[[ DATA FOR THIS EXERCISE, beginning ]]

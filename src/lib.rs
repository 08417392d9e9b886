// ============================================================================
// PAINTCORE — GPU stroke rasterization, compositing and undo engine
// ============================================================================
//
// Architecture (leaves first):
//   stroke/     — pointer samples → triangulated ribbon mesh (no GPU types)
//   gpu/        — wgpu device init, per-layer render targets, brush pipeline,
//                 blend-mode compositor, readback
//   canvas.rs   — Layer / LayerStack / BlendMode / DirtyRect data model
//   damage.rs   — dirty-rect accumulation + GPU→CPU region sync
//   history.rs  — linear full-frame snapshot undo/redo
//   transform.rs— interactive affine layer preview with commit/cancel
//   engine.rs   — single-canvas coordinator tying the above together
//
// The host application owns the event loop and the window; this crate owns
// everything between a pointer sample and a composited RGBA buffer.
// ============================================================================

#[macro_use]
pub mod logger;

pub mod canvas;
pub mod config;
pub mod damage;
pub mod engine;
pub mod error;
pub mod gpu;
pub mod history;
pub mod stroke;
pub mod transform;

pub use canvas::{BlendMode, DirtyRect, Layer, LayerId, LayerStack};
pub use config::{BrushConfig, EngineConfig};
pub use engine::Engine;
pub use error::EngineError;
pub use stroke::{RibbonMesh, StrokePath, StrokeSample};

[[ DATA FOR THIS EXERCISE, end ]]

(EXERCISE DIRECTIONS):
What is needed is an exact copy of the lines from the one containing "blend-mode compositor, readback" through the last line of the records, and nothing else.

(RESULT BELOW):
//                 blend-mode compositor, readback
//   canvas.rs   — Layer / LayerStack / BlendMode / DirtyRect data model
//   damage.rs   — dirty-rect accumulation + GPU→CPU region sync
//   history.rs  — linear full-frame snapshot undo/redo
//   transform.rs— interactive affine layer preview with commit/cancel
//   engine.rs   — single-canvas coordinator tying the above together
//
// The host application owns the event loop and the window; this crate owns
// everything between a pointer sample and a composited RGBA buffer.
// ============================================================================

#[macro_use]
pub mod logger;

pub mod canvas;
pub mod config;
pub mod damage;
pub mod engine;
pub mod error;
pub mod gpu;
pub mod history;
pub mod stroke;
pub mod transform;

pub use canvas::{BlendMode, DirtyRect, Layer, LayerId, LayerStack};
pub use config::{BrushConfig, EngineConfig};
pub use engine::Engine;
pub use error::EngineError;
pub use stroke::{RibbonMesh, StrokePath, StrokeSample};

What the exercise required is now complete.